Data extracted from a collection:
* * * * *
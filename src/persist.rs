//! Write-through JSON persistence helpers.

use std::io::Write;
use std::path::Path;

use serde::de::DeserializeOwned;
use serde::Serialize;

use crate::error::{Error, Result};

/// Writes `value` as pretty JSON, atomically replacing `path`.
///
/// The document is written to a temp file in the same directory and renamed
/// into place, so readers never observe a partially written file.
pub fn write_json_atomic<T: Serialize>(path: &Path, value: &T) -> Result<()> {
    let dir = match path.parent() {
        Some(dir) if !dir.as_os_str().is_empty() => dir,
        _ => Path::new("."),
    };
    std::fs::create_dir_all(dir)?;

    let json = serde_json::to_vec_pretty(value)?;
    let mut staged = tempfile::NamedTempFile::new_in(dir)?;
    staged.write_all(&json)?;
    staged.as_file().sync_all()?;
    staged.persist(path).map_err(|e| Error::Io(e.error))?;
    Ok(())
}

/// Reads a JSON document. Missing files yield `None`; undecodable files are
/// reported as [`Error::StateCorrupted`].
pub fn read_json<T: DeserializeOwned>(path: &Path) -> Result<Option<T>> {
    let bytes = match std::fs::read(path) {
        Ok(bytes) => bytes,
        Err(e) if e.kind() == std::io::ErrorKind::NotFound => return Ok(None),
        Err(e) => return Err(e.into()),
    };
    serde_json::from_slice(&bytes)
        .map(Some)
        .map_err(|e| Error::StateCorrupted {
            path: path.to_path_buf(),
            reason: e.to_string(),
        })
}

/// Appends one JSON line to a trail file.
pub fn append_jsonl<T: Serialize>(path: &Path, value: &T) -> Result<()> {
    if let Some(dir) = path.parent() {
        if !dir.as_os_str().is_empty() {
            std::fs::create_dir_all(dir)?;
        }
    }
    let mut line = serde_json::to_string(value)?;
    line.push('\n');
    let mut file = std::fs::OpenOptions::new()
        .create(true)
        .append(true)
        .open(path)?;
    file.write_all(line.as_bytes())?;
    Ok(())
}
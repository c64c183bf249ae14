pub mod catalog;
pub mod document;
pub mod engine;
pub mod filter;
pub mod fuzzy;
pub mod index;
pub mod stemmer;
pub mod tokenizer;

pub use catalog::load_catalog;
pub use document::{DocId, Dimension, Document, FacetOption, FilterSelection};
pub use engine::{SearchEngine, DEFAULT_SUGGESTION_LIMIT};
pub use filter::{FilterEngine, FilterStrategy};
pub use fuzzy::FuzzyMatcher;
pub use index::TextIndex;
pub use tokenizer::{tokenize, Tokenizer};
* * * * *
Look through the entries above; copy each line where the string "return" appears.

> WRITTEN RESPONSE:
        Err(e) if e.kind() == std::io::ErrorKind::NotFound => return Ok(None),
        Err(e) => return Err(e.into()),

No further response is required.